川口 充洋
Atsuhiro KAWAGUCHI
Curentry, shared-taxi is run in steep or narrow area and underpopulated area in Japan. In Kumamoto city, many area run this too and started in 5 area since 2014. We carried out a questionnaire survey to evaluate transportation services to clarify the activity of the inhabitants before and after introducing started shared-taxi by using Daily-Activity-survey and analyze the changes of activities by different in individual attributes and area characteristics. In adition, we analyze relationship to between survice, area characteristics and use the number of time.
KeyWords:Activity-Daily-survey, Space-time prism, Bayesian network-analyze, Bayes' theorem Shared-taxi
近年、人口減少や自動車への依存といった要因により,公共交通サービスが縮小,利用者が減少し,それが,更なるサービス縮小を生むといった悪循環に陥っている地方が多い.しかし,集客施設の郊外化が進むと共に,少子高齢化,障がい者の社会参加,移動手段の確保により公共交通の重要性が高まっている.特に自ら車を運転できない交通弱者や高齢者の移動手段の確保が重要視されており,社会全体で,公共交通サービス水準の向上・維持していくことが解決すべき重要な課題である.
それらの問題を解決するため,新たな交通システムが導入されており,本研究の対象である乗合タクシーもその一つである.乗合タクシーとは,運行経路をバスではなくタクシーで輸送する交通システムであり,急峻だったり狭隘な道路しかないような地域や,過疎地など路線バスの機能が充分に発揮できない地域で運行されている.本研究の対象地域である熊本市でも同様に,人口密度の少なく公共交通サービスが充分に行き届いていない,いわゆる公共交通空白地域を対象に,複数の経路で乗合タクシーが運行されており,住民の生活を支えている.しかしながら,その利用状況は地域によって大きく異なり,ほとんど利用されていない地域が存在する.

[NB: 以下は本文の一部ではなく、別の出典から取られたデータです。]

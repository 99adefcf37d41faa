#![forbid(unsafe_code)]

//! Runtime overrides and the resolved per-page configuration.
//!
//! Integrators may set a configuration object before the menu script runs.
//! Every field they set wins over the host rules, property by property.

use serde::{Deserialize, Serialize};

use crate::error::ConfigError;
use crate::mode::{
    ColorMode, DisplayStyle, MenuMode, MenuSize, SidebarConfig, SidebarLayout,
};
use crate::resolve::StyleBlock;
use crate::rules::HostRuleSet;

/// Pre-init configuration supplied by the host page.
///
/// Wire format is camelCase JSON:
/// `{"attachSelector", "skipRender", "menuMode", "displayStyle", "menuSize", "sidebarConfig"}`.
#[derive(Debug, Clone, Default, PartialEq, Eq, Serialize, Deserialize)]
#[serde(rename_all = "camelCase", default)]
pub struct MenuOverrides {
    /// Selector to attach to. An empty string clears any rule selector.
    #[serde(skip_serializing_if = "Option::is_none")]
    pub attach_selector: Option<String>,
    /// Do not render the floating trigger.
    #[serde(skip_serializing_if = "Option::is_none")]
    pub skip_render: Option<bool>,
    #[serde(skip_serializing_if = "Option::is_none")]
    pub menu_mode: Option<MenuMode>,
    #[serde(skip_serializing_if = "Option::is_none")]
    pub display_style: Option<DisplayStyle>,
    #[serde(skip_serializing_if = "Option::is_none")]
    pub menu_size: Option<MenuSize>,
    /// Replaces the rule's sidebar config as a whole.
    #[serde(skip_serializing_if = "Option::is_none")]
    pub sidebar_config: Option<SidebarConfig>,
}

impl MenuOverrides {
    /// Parse the JSON form of the configuration object.
    ///
    /// `null` and blank input mean "no overrides".
    pub fn from_json(json: &str) -> Result<Self, ConfigError> {
        let trimmed = json.trim();
        if trimmed.is_empty() || trimmed == "null" {
            return Ok(Self::default());
        }
        Ok(serde_json::from_str(trimmed)?)
    }

    #[must_use]
    pub fn with_attach_selector(mut self, selector: impl Into<String>) -> Self {
        self.attach_selector = Some(selector.into());
        self
    }

    #[must_use]
    pub fn with_skip_render(mut self, skip: bool) -> Self {
        self.skip_render = Some(skip);
        self
    }

    #[must_use]
    pub fn with_menu_mode(mut self, mode: MenuMode) -> Self {
        self.menu_mode = Some(mode);
        self
    }

    #[must_use]
    pub fn with_display_style(mut self, style: DisplayStyle) -> Self {
        self.display_style = Some(style);
        self
    }

    #[must_use]
    pub fn with_menu_size(mut self, size: MenuSize) -> Self {
        self.menu_size = Some(size);
        self
    }

    #[must_use]
    pub fn with_sidebar_config(mut self, config: SidebarConfig) -> Self {
        self.sidebar_config = Some(config);
        self
    }

    /// Fill every unset field from `fallback`.
    #[must_use]
    pub fn or(self, fallback: Self) -> Self {
        Self {
            attach_selector: self.attach_selector.or(fallback.attach_selector),
            skip_render: self.skip_render.or(fallback.skip_render),
            menu_mode: self.menu_mode.or(fallback.menu_mode),
            display_style: self.display_style.or(fallback.display_style),
            menu_size: self.menu_size.or(fallback.menu_size),
            sidebar_config: self.sidebar_config.or(fallback.sidebar_config),
        }
    }

    #[must_use]
    pub fn is_empty(&self) -> bool {
        *self == Self::default()
    }
}

/// Display parameters for one page load, after rules and overrides merge.
#[derive(Debug, Clone, PartialEq, Eq)]
pub struct ResolvedConfig {
    pub hostname: String,
    pub color_mode: ColorMode,
    pub menu_mode: MenuMode,
    pub display_style: DisplayStyle,
    pub menu_size: MenuSize,
    pub sidebar: SidebarConfig,
    pub attach_selector: Option<String>,
    pub attach_ancestor_steps: u32,
    pub host_page_css: String,
    pub widget_css: String,
    pub skip_render: bool,
}

impl ResolvedConfig {
    /// Resolve `hostname` against `rules`, then apply `overrides`.
    ///
    /// An override selector without an override mode implies `attached`,
    /// mirroring the legacy inference applied to rules.
    #[must_use]
    pub fn resolve(rules: &HostRuleSet, hostname: &str, overrides: &MenuOverrides) -> Self {
        let host = rules.resolve(hostname);

        let attach_selector = match overrides.attach_selector.as_deref() {
            Some("") => None,
            Some(selector) => Some(selector.to_owned()),
            None => host.attach_selector().map(str::to_owned),
        };
        let override_selects = overrides
            .attach_selector
            .as_deref()
            .is_some_and(|selector| !selector.is_empty());
        let menu_mode = match overrides.menu_mode {
            Some(mode) => mode,
            None if override_selects => MenuMode::Attached,
            None => host.menu_mode(),
        };

        Self {
            hostname: hostname.to_owned(),
            color_mode: host.color_mode(),
            menu_mode,
            display_style: overrides
                .display_style
                .unwrap_or_else(|| host.display_style()),
            menu_size: overrides.menu_size.unwrap_or_else(|| host.menu_size()),
            sidebar: overrides
                .sidebar_config
                .unwrap_or_else(|| host.sidebar_config()),
            attach_selector,
            attach_ancestor_steps: host.attach_ancestor_steps(),
            host_page_css: host.style_block(StyleBlock::HostPage),
            widget_css: host.style_block(StyleBlock::Widget),
            skip_render: overrides.skip_render.unwrap_or(false),
        }
    }

    /// Resolve against the builtin rule table.
    #[must_use]
    pub fn for_host(hostname: &str, overrides: &MenuOverrides) -> Self {
        Self::resolve(HostRuleSet::builtin(), hostname, overrides)
    }

    #[must_use]
    pub const fn menu_width_px(&self) -> u16 {
        self.menu_size.width_px()
    }

    #[must_use]
    pub fn sidebar_layout(&self) -> SidebarLayout {
        self.sidebar.layout()
    }
}
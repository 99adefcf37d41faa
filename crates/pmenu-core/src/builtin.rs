#![forbid(unsafe_code)]

//! Builtin host rule table for the ethPandaOps properties.

use crate::error::RuleError;
use crate::mode::ColorMode;
use crate::rules::HostRule;

const HOMEPAGE_HOST_CSS: &str = "
  #panda-menu-root {
    height: 60px !important;
  }
";

const DORA_FAMILY_HOST_CSS: &str = "
  @media (max-width: 576px) {
    .navbar-brand > svg {
      display: none;
    }
    .navbar-brand {
      padding-left: 60px;
    }
  }
  @media (min-width: 577px) {
    nav.navbar {
      padding-left: 60px;
      padding-right: 60px;
    }
  }
";

const ASSERTOOR_HOST_CSS: &str = "
  .navbar-brand {
    padding-left: 70px !important;
  }
";

const TRACOOR_HOST_CSS: &str = "
  header {
    padding-left: 50px !important;
  }
";

const SYNCOOR_HOST_CSS: &str = "
  header {
    padding-left: 70px !important;
  }
  @media (max-width: 576px) {
    header a > img {
      display: none;
    }
  }
  @media (min-width: 577px) {
    header {
      padding-right: 70px !important;
    }
  }
";

const CHECKPOINTZ_HOST_CSS: &str = "
  header {
    padding-left: 50px !important;
  }
  @media (min-width: 577px) {
    header {
      padding-right: 50px !important;
    }
  }
";

const FORKY_HOST_CSS: &str = "
  header nav {
    padding-left: 70px;
  }
";

const CATCH_ALL_HOST_CSS: &str = "
  /* Generic panda-menu spacing - override if needed */
";

const ABSOLUTE_BUTTON_WIDGET_CSS: &str = "
  .panda-menu-button {
    position: absolute !important;
  }
";

const RAISED_BUTTON_WIDGET_CSS: &str = "
  .panda-menu-button {
    z-index: 20 !important;
  }
";

pub(crate) fn rules() -> Result<Vec<HostRule>, RuleError> {
    Ok(vec![
        // Homepage: the logo opens the menu.
        HostRule::new(r"^(www.)?ethpandaops\.io$")?
            .attach_to("nav div.navbar__logo")
            .host_page_css(HOMEPAGE_HOST_CSS),
        // Lab: the logo image sits inside a link; anchor to the link.
        HostRule::new(r"^(www.)?lab\.ethpandaops\.io$")?
            .attach_to(r#"a > img[alt="Lab Logo"]"#)
            .attach_ancestor_steps(1),
        HostRule::new(r"^(dora|spamoor|beacon)\..*\.ethpandaops\.io$")?
            .host_page_css(DORA_FAMILY_HOST_CSS),
        HostRule::new(r"^assertoor\..*\.ethpandaops\.io$")?.host_page_css(ASSERTOOR_HOST_CSS),
        HostRule::new(r"^tracoor\..*\.ethpandaops\.io$")?
            .color_mode(ColorMode::Light)
            .host_page_css(TRACOOR_HOST_CSS)
            .widget_css(ABSOLUTE_BUTTON_WIDGET_CSS),
        HostRule::new(r"^syncoor\..*\.ethpandaops\.io$")?.host_page_css(SYNCOOR_HOST_CSS),
        HostRule::new(r"^ethstats\..*\.ethpandaops\.io$")?.color_mode(ColorMode::Dark),
        HostRule::new(r"^checkpoint-sync\..*\.ethpandaops\.io$")?
            .color_mode(ColorMode::Light)
            .host_page_css(CHECKPOINTZ_HOST_CSS)
            .widget_css(ABSOLUTE_BUTTON_WIDGET_CSS),
        HostRule::new(r"^forky\..*\.ethpandaops\.io$")?
            .color_mode(ColorMode::Light)
            .host_page_css(FORKY_HOST_CSS)
            .widget_css(RAISED_BUTTON_WIDGET_CSS),
        HostRule::new(r"\.ethpandaops\.io$")?.host_page_css(CATCH_ALL_HOST_CSS),
    ])
}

既存の研究としては,田之上1)らが、乗合タクシー導入前後でのアクティビティ・ダイアリー調査(Activity Diary Suevey,以下AD調査)による時空間パス分析やベイジアンネットワーク分析を用い,乗合タクシー導入前後におけるアクティビティ変容分析した.時空間パス分析では,交通弱者である高齢者が乗合タクシーの導入により活動範囲が広がること,ベイジアンネットワーク分析では,乗合タクシーの利用率の向上が買い物活動の活性化につながることを明らかにしている.そこで,本研究では,熊本市で新たに2014年5月と2014年11月より新たに導入された乗合タクシーが導入された地域を対象に,その導入効果を検証するためAD調査と公共交通サービス評価に関する調査を実施し,同様の分析を行う.ベイジアンネットワークによるアクティビティ変容の分析では,活動間の関係を活動の順序のみを考慮していたのに対し,本研究では,活動の順序を時間の経過とともにモデル化することによろ同ノード番号の時間を一致させたうえで分析する.さらに,熊本市では複数の路線で乗合タクシーが運行されていることから,回帰分析を行うことにより,乗合タクシーの利用回数と地域特性や運行形態などとの関係性を明らかにしたうえで,個人属性だけでなく地域特性が異なる場合での,乗合タクシー導入前後のアクティビティ変容の違いの分析を行う.これによって,乗合タクシーの利用状況や導入効果と個人属性,地域特性との関係性を明らかにし,乗合タクシーの利用率向上や今後の乗合タクシーの導入の是非の検討を行うための一助にする.